Rossett felt calm and didn’t know why.

  The driver fumbled with a key ring, and then pulled Rossett’s cuffs close. They clicked once, then twice, and then Rossett was free of them. He rubbed at the lines on his wrists.

  “My gun?”

  “Y-you won’t need it.”

  “You might be surprised.”

  “We’re not your enemies.”

  “Then you won’t mind me having it.”

  Iris turned and walked to the set of limestone steps that led up to the nearest warehouse. The driver followed her closely as she struggled to make her way to the door at the top of the steep steps. One of the guards brought up the rear as the driver produced a key and turned a mortise that sounded like it needed some oil.

  The old iron door swung inward on squeaking hinges, and the driver went inside and flicked on a light as Iris and the first guard followed him out of the rain.

  The remaining guard stared at Rossett, then sighed and followed the others into the building.

  Rossett was alone on the street.

  He looked around again, still rubbing at his wrists as another wave of rain blew in on a silver sheet, then passed him by as it headed inland.

  Rossett looked up at the warehouse, then climbed up the steps and shut the door behind him.

  It was a square room, with a boarded-up window and an empty light fixture hanging from the ceiling.
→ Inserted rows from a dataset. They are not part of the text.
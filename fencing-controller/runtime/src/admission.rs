use crate::{
    controller::Guards,
    core::{FencingSet, FencingState, InstanceId, RoleViolation, TopologyGuard},
    k8s::{Cluster, ResourceExt, ResourceId},
};
use anyhow::{anyhow, bail, Result};
use futures::future;
use http_body_util::BodyExt;
use hyper::{http, Request, Response};
use kube::{core::DynamicObject, Resource};
use thiserror::Error;
use tracing::{debug, info, trace, warn};

/// Validates `Cluster` changes against the fencing declaration's syntax and
/// the topology guard.
#[derive(Clone)]
pub struct Admission {
    guards: Guards,
}

#[derive(Debug, Error)]
pub enum Error {
    #[error("failed to read request body: {0}")]
    Request(#[from] hyper::Error),

    #[error("failed to encode json response: {0}")]
    Json(#[from] serde_json::Error),
}

type Review = kube::core::admission::AdmissionReview<DynamicObject>;
type AdmissionRequest = kube::core::admission::AdmissionRequest<DynamicObject>;
type AdmissionResponse = kube::core::admission::AdmissionResponse;
type AdmissionReview = kube::core::admission::AdmissionReview<DynamicObject>;

type Body = http_body_util::Full<bytes::Bytes>;

// === impl Admission ===

impl tower::Service<Request<hyper::body::Incoming>> for Admission {
    type Response = Response<Body>;
    type Error = Error;
    type Future = future::BoxFuture<'static, Result<Response<Body>, Error>>;

    fn poll_ready(
        &mut self,
        _cx: &mut std::task::Context<'_>,
    ) -> std::task::Poll<std::result::Result<(), Self::Error>> {
        std::task::Poll::Ready(Ok(()))
    }

    fn call(&mut self, req: Request<hyper::body::Incoming>) -> Self::Future {
        trace!(?req);
        if req.method() != http::Method::POST || req.uri().path() != "/" {
            return Box::pin(future::ok(
                Response::builder()
                    .status(http::StatusCode::NOT_FOUND)
                    .body(Body::default())
                    .expect("not found response must be valid"),
            ));
        }

        let admission = self.clone();
        Box::pin(async move {
            use bytes::Buf;
            let bytes = req.into_body().collect().await?.to_bytes();
            let review: Review = match serde_json::from_reader(bytes.reader()) {
                Ok(review) => review,
                Err(error) => {
                    warn!(%error, "Failed to parse request body");
                    return json_response(AdmissionResponse::invalid(error).into_review());
                }
            };
            trace!(?review);

            let rsp = match review.try_into() {
                Ok(req) => {
                    debug!(?req);
                    admission.admit(req)
                }
                Err(error) => {
                    warn!(%error, "Invalid admission request");
                    AdmissionResponse::invalid(error)
                }
            };
            debug!(?rsp);
            json_response(rsp.into_review())
        })
    }
}

impl Admission {
    pub fn new(guards: Guards) -> Self {
        Self { guards }
    }

    fn admit(&self, req: AdmissionRequest) -> AdmissionResponse {
        if !is_kind::<Cluster>(&req) {
            return AdmissionResponse::invalid(format_args!(
                "unsupported resource type: {}.{}.{}",
                req.kind.group, req.kind.version, req.kind.kind
            ));
        }

        let rsp = AdmissionResponse::from(&req);
        let (old, new) = match parse_clusters(req) {
            Ok(clusters) => clusters,
            Err(error) => {
                info!(%error, "Failed to parse Cluster");
                return rsp.deny(error);
            }
        };

        let id = ResourceId::new(new.namespace().unwrap_or_default(), new.name_any());
        let guard = self.guards.read().get(&id).cloned();
        if let Err(error) = validate(guard.as_ref(), old.as_ref(), &new) {
            info!(%error, cluster = %id, "Denied");
            return rsp.deny(error);
        }

        rsp
    }
}

fn is_kind<T>(req: &AdmissionRequest) -> bool
where
    T: Resource,
    T::DynamicType: Default,
{
    let dt = Default::default();
    req.kind.group.eq_ignore_ascii_case(&T::group(&dt))
        && req.kind.kind.eq_ignore_ascii_case(&T::kind(&dt))
}

fn json_response(rsp: AdmissionReview) -> Result<Response<Body>, Error> {
    let bytes = serde_json::to_vec(&rsp)?;
    Ok(Response::builder()
        .status(http::StatusCode::OK)
        .header(http::header::CONTENT_TYPE, "application/json")
        .body(Body::from(bytes))
        .expect("admission review response must be valid"))
}

fn parse_clusters(req: AdmissionRequest) -> Result<(Option<Cluster>, Cluster)> {
    let new = req
        .object
        .ok_or_else(|| anyhow!("admission request missing 'object'"))?
        .try_parse::<Cluster>()?;
    let old = req
        .old_object
        .map(|obj| obj.try_parse::<Cluster>())
        .transpose()?;
    Ok((old, new))
}

/// Rejects malformed fencing declarations and primary changes that involve a
/// fenced instance.
///
/// An instance counts as fenced when this controller's guard says so or when
/// the previously published status reports it as fenced, so that replicas that
/// do not hold the lease enforce the same constraint.
fn validate(guard: Option<&TopologyGuard>, old: Option<&Cluster>, new: &Cluster) -> Result<()> {
    FencingSet::from_annotation(new.fenced_instances())?;

    let Some(old) = old else {
        return Ok(());
    };
    let old_status = old.status.as_ref();
    let new_status = new.status.as_ref();
    let primaries = [
        (
            old_status.and_then(|s| s.current_primary.as_deref()),
            new_status.and_then(|s| s.current_primary.as_deref()),
        ),
        (
            old_status.and_then(|s| s.target_primary.as_deref()),
            new_status.and_then(|s| s.target_primary.as_deref()),
        ),
    ];
    for (from, to) in primaries {
        if from == to {
            continue;
        }
        let from = from.map(InstanceId::from);
        let to = to.map(InstanceId::from);
        if let Some(guard) = guard {
            guard.check_primary_change(from.as_ref(), to.as_ref())?;
        }
        for id in [from, to].into_iter().flatten() {
            if let Some(state) = published_fencing_state(old, &id) {
                bail!(RoleViolation::Frozen { instance: id, state });
            }
        }
    }

    Ok(())
}

/// Returns the instance's published state if it is fenced or being fenced.
fn published_fencing_state(cluster: &Cluster, id: &InstanceId) -> Option<FencingState> {
    let state = cluster
        .status
        .as_ref()?
        .fencing
        .as_ref()?
        .instances
        .get(id.as_str())?;
    [FencingState::FencingRequested, FencingState::Fenced]
        .into_iter()
        .find(|s| s.as_str() == state.as_str())
}

#[cfg(test)]
mod tests {
    use super::*;
    use crate::{
        core::{
            executor::{Execute, ExecutionError},
            FencingSet, InstanceStatus, Observation, Reconciler, RetryPolicy, Role,
            RoleAssignment,
        },
        k8s::{ClusterSpec, ClusterStatus, FencingStatus},
    };
    use maplit::{btreemap, convert_args};

    struct Succeed;

    #[async_trait::async_trait]
    impl Execute for Succeed {
        async fn fence(&self, _: &InstanceId, _: Role) -> Result<(), ExecutionError> {
            Ok(())
        }

        async fn unfence(&self, _: &InstanceId, _: Role) -> Result<(), ExecutionError> {
            Ok(())
        }
    }

    fn mk_cluster(
        fenced_instances: Option<&str>,
        current_primary: &str,
        fencing: Option<FencingStatus>,
    ) -> Cluster {
        let mut cluster = Cluster::new("pg", ClusterSpec { instances: 3 });
        cluster.metadata.namespace = Some("db".to_string());
        cluster.metadata.annotations = fenced_instances.map(|v| {
            convert_args!(btreemap!(
                crate::k8s::labels::FENCED_INSTANCES_ANNOTATION => v,
            ))
        });
        cluster.status = Some(ClusterStatus {
            current_primary: Some(current_primary.to_string()),
            target_primary: Some(current_primary.to_string()),
            fencing,
        });
        cluster
    }

    async fn mk_guard(fenced: &str) -> TopologyGuard {
        let reconciler = Reconciler::new(Succeed, RetryPolicy::default());
        let instances = ["pg-1", "pg-2", "pg-3"]
            .into_iter()
            .map(|id| InstanceStatus {
                id: id.into(),
                ready: true,
                role: if id == "pg-1" {
                    Role::Primary
                } else {
                    Role::Replica
                },
                fence_marker: false,
            })
            .collect::<Vec<_>>();
        let roles = RoleAssignment::from_instances(&instances);
        reconciler
            .reconcile(&Observation {
                fencing: FencingSet::instances([fenced]),
                instances,
                roles,
            })
            .await;
        reconciler.guard()
    }

    #[test]
    fn rejects_malformed_declarations() {
        let cluster = mk_cluster(Some(r#"["*","pg-1"]"#), "pg-1", None);
        assert!(validate(None, None, &cluster).is_err());

        let cluster = mk_cluster(Some("pg-1"), "pg-1", None);
        assert!(validate(None, None, &cluster).is_err());

        let cluster = mk_cluster(Some(r#"["pg-1"]"#), "pg-1", None);
        assert!(validate(None, None, &cluster).is_ok());
    }

    #[tokio::test]
    async fn rejects_switchover_from_fenced_primary() {
        let guard = mk_guard("pg-1").await;
        let old = mk_cluster(Some(r#"["pg-1"]"#), "pg-1", None);
        let new = mk_cluster(Some(r#"["pg-1"]"#), "pg-2", None);
        let error = validate(Some(&guard), Some(&old), &new).unwrap_err();
        assert_eq!(
            error.to_string(),
            "instance pg-1 is Fenced; its role cannot change"
        );
    }

    #[tokio::test]
    async fn rejects_promotion_of_fenced_replica() {
        let guard = mk_guard("pg-2").await;
        let old = mk_cluster(Some(r#"["pg-2"]"#), "pg-1", None);
        let new = mk_cluster(Some(r#"["pg-2"]"#), "pg-2", None);
        assert!(validate(Some(&guard), Some(&old), &new).is_err());
    }

    #[tokio::test]
    async fn allows_switchover_between_unfenced_instances() {
        let guard = mk_guard("pg-3").await;
        let old = mk_cluster(Some(r#"["pg-3"]"#), "pg-1", None);
        let new = mk_cluster(Some(r#"["pg-3"]"#), "pg-2", None);
        assert!(validate(Some(&guard), Some(&old), &new).is_ok());
    }

    #[test]
    fn published_status_freezes_roles_without_guard() {
        let fencing = FencingStatus {
            instances: convert_args!(btreemap!(
                "pg-1" => "FencingRequested",
                "pg-2" => "Unfenced",
            )),
            converged: false,
        };
        let old = mk_cluster(Some(r#"["pg-1"]"#), "pg-1", Some(fencing.clone()));

        let new = mk_cluster(Some(r#"["pg-1"]"#), "pg-2", Some(fencing.clone()));
        assert!(validate(None, Some(&old), &new).is_err());

        // Unrelated updates pass.
        let new = mk_cluster(Some(r#"["pg-1"]"#), "pg-1", Some(fencing));
        assert!(validate(None, Some(&old), &new).is_ok());
    }
}
//! Administrative mutations of the fencing declaration.

use crate::{
    store::{self, DeclarationStore, Versioned},
    FencingSet, InstanceId, ParseError, WILDCARD,
};
use std::{fmt, str::FromStr};
use tracing::{debug, info};

/// The number of times a command is retried against conflicting writes before
/// giving up.
pub const MAX_ATTEMPTS: usize = 5;

/// Names either a single instance or, with `*`, every instance.
#[derive(Clone, Debug, PartialEq, Eq)]
pub enum Target {
    All,
    Instance(InstanceId),
}

#[derive(Clone, Debug, PartialEq, Eq)]
pub enum Command {
    On(Target),
    Off(Target),

    /// Replaces the declaration wholesale, as when the annotation is edited
    /// directly.
    Replace(FencingSet),
}

#[derive(Debug, thiserror::Error)]
pub enum InvalidFencingRequest {
    #[error("cannot fence instance {0} while all instances are fenced")]
    FenceInstanceWhileAllFenced(InstanceId),

    #[error("cannot unfence instance {0} while all instances are fenced; unfence \"*\" instead")]
    UnfenceInstanceWhileAllFenced(InstanceId),

    #[error("an instance name is required")]
    EmptyName,

    #[error(transparent)]
    Malformed(#[from] ParseError),
}

#[derive(Debug, thiserror::Error)]
pub enum Error {
    #[error("invalid fencing request: {0}")]
    Invalid(#[from] InvalidFencingRequest),

    #[error("gave up after {attempts} conflicting updates to the fencing declaration")]
    Conflict { attempts: usize },

    #[error("failed to access the fencing declaration: {0}")]
    Store(#[source] store::Error),
}

// === impl Target ===

impl FromStr for Target {
    type Err = InvalidFencingRequest;

    fn from_str(s: &str) -> Result<Self, Self::Err> {
        match s.trim() {
            "" => Err(InvalidFencingRequest::EmptyName),
            WILDCARD => Ok(Self::All),
            name => Ok(Self::Instance(name.into())),
        }
    }
}

impl fmt::Display for Target {
    fn fmt(&self, f: &mut fmt::Formatter<'_>) -> fmt::Result {
        match self {
            Self::All => f.write_str(WILDCARD),
            Self::Instance(id) => id.fmt(f),
        }
    }
}

// === impl Command ===

impl Command {
    /// Computes the declaration that results from applying this command to
    /// `current`.
    pub fn apply(&self, current: &FencingSet) -> Result<FencingSet, InvalidFencingRequest> {
        match (self, current) {
            (Self::Replace(set), _) => Ok(set.clone()),

            (Self::On(Target::All), _) => Ok(FencingSet::All),
            (Self::On(Target::Instance(id)), FencingSet::All) => Err(
                InvalidFencingRequest::FenceInstanceWhileAllFenced(id.clone()),
            ),
            (Self::On(Target::Instance(id)), FencingSet::Explicit(names)) => {
                let mut names = names.clone();
                names.insert(id.clone());
                Ok(FencingSet::Explicit(names))
            }

            (Self::Off(Target::All), _) => Ok(FencingSet::none()),
            (Self::Off(Target::Instance(id)), FencingSet::All) => Err(
                InvalidFencingRequest::UnfenceInstanceWhileAllFenced(id.clone()),
            ),
            (Self::Off(Target::Instance(id)), FencingSet::Explicit(names)) => {
                let mut names = names.clone();
                names.remove(id);
                Ok(FencingSet::Explicit(names))
            }
        }
    }
}

impl fmt::Display for Command {
    fn fmt(&self, f: &mut fmt::Formatter<'_>) -> fmt::Result {
        match self {
            Self::On(target) => write!(f, "fencing on {target}"),
            Self::Off(target) => write!(f, "fencing off {target}"),
            Self::Replace(set) => write!(f, "fencing set {set}"),
        }
    }
}

/// Applies `command` to the declaration held by `store`, retrying up to
/// [`MAX_ATTEMPTS`] times when the declaration changes underneath it.
///
/// Returns the resulting declaration.
pub async fn execute<S>(store: &S, command: &Command) -> Result<FencingSet, Error>
where
    S: DeclarationStore + ?Sized,
{
    execute_with_attempts(store, command, MAX_ATTEMPTS).await
}

pub async fn execute_with_attempts<S>(
    store: &S,
    command: &Command,
    attempts: usize,
) -> Result<FencingSet, Error>
where
    S: DeclarationStore + ?Sized,
{
    for attempt in 1..=attempts {
        let (current, version) = match store.get().await {
            Ok(Versioned { value, version }) => (Some(value), version),
            // A malformed declaration can only be replaced.
            Err(store::Error::Malformed { version, .. }) if matches!(command, Command::Replace(_)) => {
                (None, version)
            }
            Err(error) => return Err(Error::Store(error)),
        };

        let next = match current {
            Some(current) => {
                let next = command.apply(&current)?;
                if next == current {
                    debug!(%command, fencing = %next, "Declaration already up to date");
                    return Ok(next);
                }
                next
            }
            None => command.apply(&FencingSet::none())?,
        };

        match store.set(&next, &version).await {
            Ok(()) => {
                info!(%command, fencing = %next, "Updated fencing declaration");
                return Ok(next);
            }
            Err(store::Error::Conflict) => {
                debug!(%command, attempt, "Fencing declaration changed concurrently; retrying");
            }
            Err(error) => return Err(Error::Store(error)),
        }
    }

    Err(Error::Conflict { attempts })
}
It was dark, but getting slightly brighter as one of the guards went around lighting stubby white candles with a long, thin taper.

  The driver was drying Iris’s hair with what looked like an old potato sack. The other guard was on his knees struggling to get a fire burning in a dirty hearth set deep in the stone wall, which was streaked with soot from a century’s worth of burning coal.
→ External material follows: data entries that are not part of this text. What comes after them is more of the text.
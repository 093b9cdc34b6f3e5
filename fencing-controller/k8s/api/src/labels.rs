//! Well-known labels and annotations.

/// Cluster annotation holding the JSON array of fenced instance names.
pub const FENCED_INSTANCES_ANNOTATION: &str = "postgresql.pgfence.io/fencedInstances";

/// Pod annotation recording that the instance has been fenced.
pub const FENCED_MARKER_ANNOTATION: &str = "postgresql.pgfence.io/fenced";

/// Pod label naming the cluster an instance belongs to.
pub const CLUSTER_LABEL: &str = "postgresql.pgfence.io/cluster";

/// Pod label holding the instance's role, `primary` or `replica`.
pub const INSTANCE_ROLE_LABEL: &str = "postgresql.pgfence.io/instanceRole";

pub const ROLE_PRIMARY: &str = "primary";
pub const ROLE_REPLICA: &str = "replica";

/// The name of the database container in instance pods.
pub const POSTGRES_CONTAINER: &str = "postgres";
  There was a table surrounded by four chairs in the center of the room. The top had more old rings on show than wood, and in its center was the canvas bag that held the guns.

  “Do you want a drink?”

  Rossett looked at the guard with the taper and nodded his head.
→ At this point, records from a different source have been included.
use crate::labels;
use kube::{CustomResource, ResourceExt};
use schemars::JsonSchema;
use serde::{Deserialize, Serialize};
use std::collections::BTreeMap;

/// A replicated PostgreSQL cluster.
///
/// Only the fields fencing depends on are modeled; the rest of the resource is
/// owned by the operator that provisions instances.
#[derive(Clone, Debug, PartialEq, Eq, CustomResource, Deserialize, Serialize, JsonSchema)]
#[kube(
    group = "postgresql.pgfence.io",
    version = "v1",
    kind = "Cluster",
    status = "ClusterStatus",
    namespaced
)]
#[serde(rename_all = "camelCase")]
pub struct ClusterSpec {
    /// The number of instances in the cluster.
    pub instances: u32,
}

#[derive(Clone, Debug, Default, PartialEq, Eq, Deserialize, Serialize, JsonSchema)]
#[serde(rename_all = "camelCase")]
pub struct ClusterStatus {
    /// The instance currently serving as primary.
    #[serde(default, skip_serializing_if = "Option::is_none")]
    pub current_primary: Option<String>,

    /// The instance a switchover or failover is promoting.
    #[serde(default, skip_serializing_if = "Option::is_none")]
    pub target_primary: Option<String>,

    #[serde(default, skip_serializing_if = "Option::is_none")]
    pub fencing: Option<FencingStatus>,
}

/// Per-instance fencing progress, as published by the fencing controller.
#[derive(Clone, Debug, Default, PartialEq, Eq, Deserialize, Serialize, JsonSchema)]
#[serde(rename_all = "camelCase")]
pub struct FencingStatus {
    /// Maps each instance to its fencing state.
    #[serde(default)]
    pub instances: BTreeMap<String, String>,

    /// Whether every instance is in its declared state.
    #[serde(default)]
    pub converged: bool,
}

impl Cluster {
    /// The raw fencing declaration, if the annotation is set.
    pub fn fenced_instances(&self) -> Option<&str> {
        self.annotations()
            .get(labels::FENCED_INSTANCES_ANNOTATION)
            .map(String::as_str)
    }

    pub fn current_primary(&self) -> Option<&str> {
        self.status.as_ref()?.current_primary.as_deref()
    }
}

#[cfg(test)]
mod tests {
    use super::*;

    #[test]
    fn deserializes_status() {
        let cluster = serde_json::from_value::<Cluster>(serde_json::json!({
            "apiVersion": "postgresql.pgfence.io/v1",
            "kind": "Cluster",
            "metadata": {
                "name": "pg",
                "namespace": "db",
                "annotations": {
                    "postgresql.pgfence.io/fencedInstances": "[\"pg-1\"]",
                },
            },
            "spec": { "instances": 3 },
            "status": {
                "currentPrimary": "pg-1",
                "fencing": { "instances": { "pg-1": "Fenced" }, "converged": true },
            },
        }))
        .expect("cluster must deserialize");

        assert_eq!(cluster.fenced_instances(), Some(r#"["pg-1"]"#));
        assert_eq!(cluster.current_primary(), Some("pg-1"));
        let fencing = cluster.status.and_then(|s| s.fencing).unwrap();
        assert!(fencing.converged);
        assert_eq!(fencing.instances.get("pg-1").map(String::as_str), Some("Fenced"));
    }
}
  The guard dropped down a few steps, and disappeared down a dark corridor. The driver stopped drying Iris’s hair and smoothed it against her skull, gently, with the palm of his hand. She stood silent, small, like a tired child getting ready for school on an early morning. Her head was bowed, hands at her sides, twitching occasionally, then flexing at the wrist.

  She looked at Rossett.

  “Sit.”

  Rossett remained standing.

  “It’ll be warm soon.” Her stammer was taking some time off.

  Rossett looked at the table, then back at Iris.

  “What’s going on here?”

  “Relax. We can talk w-when we’re warm.”

  “Where is Neumann?”

  “He’s okay. You’ll see him soon.”

  Rossett looked at the bag of guns, inches from him on the table, and then at the others in the room.

  He opened the bag.

  The driver looked at Iris, who had moved to stand next to the flickering fire.

  She nodded.

  The driver reached around to the back of his pants.

  “Hey.”

  Rossett watched as the driver produced his Webley, then walked the four steps across the room toward him.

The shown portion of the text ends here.